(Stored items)
━━━━━━━━━━━━━━━━
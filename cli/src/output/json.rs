//! JSON output helpers.
//!
//! Every `--json` code path prints exactly one pretty-printed document on
//! stdout: the command's result, or an error object when it fails.

use anyhow::{Context, Result};
use serde::Serialize;

use crate::domain::WorkflowError;

/// Renders results as pretty-printed JSON.
pub struct JsonRenderer;

impl JsonRenderer {
    /// Print `value` as one JSON document.
    ///
    /// # Errors
    ///
    /// Returns an error if serialization fails.
    pub fn render<T: Serialize + ?Sized>(&self, value: &T) -> Result<()> {
        println!("{}", to_pretty(value)?);
        Ok(())
    }
}

/// Serialize `value` for output.
///
/// # Errors
///
/// Returns an error if serialization fails.
pub fn to_pretty<T: Serialize + ?Sized>(value: &T) -> Result<String> {
    serde_json::to_string_pretty(value).context("JSON serialization failed")
}

/// Format a JSON error object.
///
/// Output (pretty-printed):
/// ```json
/// {
///   "error": true,
///   "message": "...",
///   "code": "...",
///   "run_id": 123
/// }
/// ```
///
/// `run_id` is present only when the failure concerns a known run.
///
/// # Errors
///
/// Returns an error if JSON serialization fails.
pub fn format_error(err: &anyhow::Error) -> Result<String> {
    let workflow = err.downcast_ref::<WorkflowError>();
    let code = workflow.map_or("error", WorkflowError::code);
    let mut obj = serde_json::json!({
        "error": true,
        "message": format!("{err:#}"),
        "code": code,
    });
    if let Some(run_id) = workflow.and_then(WorkflowError::run_id) {
        obj["run_id"] = serde_json::json!(run_id.0);
    }
    to_pretty(&obj)
}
━━━━━━━━━━━━━━━━
» **Brief**
Having read the entries above, restate them all word for word.

» **Final answer**
filename cli/src/output/json.rs
//! JSON output helpers.
//!
//! Every `--json` code path prints exactly one pretty-printed document on
//! stdout: the command's result, or an error object when it fails.

use anyhow::{Context, Result};
use serde::Serialize;

use crate::domain::WorkflowError;

/// Renders results as pretty-printed JSON.
pub struct JsonRenderer;

impl JsonRenderer {
    /// Print `value` as one JSON document.
    ///
    /// # Errors
    ///
    /// Returns an error if serialization fails.
    pub fn render<T: Serialize + ?Sized>(&self, value: &T) -> Result<()> {
        println!("{}", to_pretty(value)?);
        Ok(())
    }
}

/// Serialize `value` for output.
///
/// # Errors
///
/// Returns an error if serialization fails.
pub fn to_pretty<T: Serialize + ?Sized>(value: &T) -> Result<String> {
    serde_json::to_string_pretty(value).context("JSON serialization failed")
}

/// Format a JSON error object.
///
/// Output (pretty-printed):
/// ```json
/// {
///   "error": true,
///   "message": "...",
///   "code": "...",
///   "run_id": 123
/// }
/// ```
///
/// `run_id` is present only when the failure concerns a known run.
///
/// # Errors
///
/// Returns an error if JSON serialization fails.
pub fn format_error(err: &anyhow::Error) -> Result<String> {
    let workflow = err.downcast_ref::<WorkflowError>();
    let code = workflow.map_or("error", WorkflowError::code);
    let mut obj = serde_json::json!({
        "error": true,
        "message": format!("{err:#}"),
        "code": code,
    });
    if let Some(run_id) = workflow.and_then(WorkflowError::run_id) {
        obj["run_id"] = serde_json::json!(run_id.0);
    }
    to_pretty(&obj)
}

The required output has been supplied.